Instructions to follow ▸
Pick out the lines below with "AppState" and list them.

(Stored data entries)

use clap::Parser;
use tracing::{info, warn};

use memory_session::config::{AppConfig, CliArgs};
use memory_session::logging::setup_logging;
use memory_session::server;
use memory_session::state::AppState;

#[tokio::main]
async fn main() -> anyhow::Result<()> {
    let args = CliArgs::parse();

    let loaded = AppConfig::load(&args.config)?;
    let found = loaded.is_some();
    let mut config = loaded.unwrap_or_default();
    config.apply_cli(&args);

    setup_logging(&config.logging).map_err(|err| anyhow::anyhow!("{}", err))?;
    if !found {
        warn!(path = %args.config.display(), "config file not found, using defaults");
    }
    info!(config = %args.config.display(), "starting memory server");

    let state = AppState::new(config);
    server::run(state).await?;
    Ok(())
}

Response to this exercise ▸
use memory_session::state::AppState;
    let state = AppState::new(config);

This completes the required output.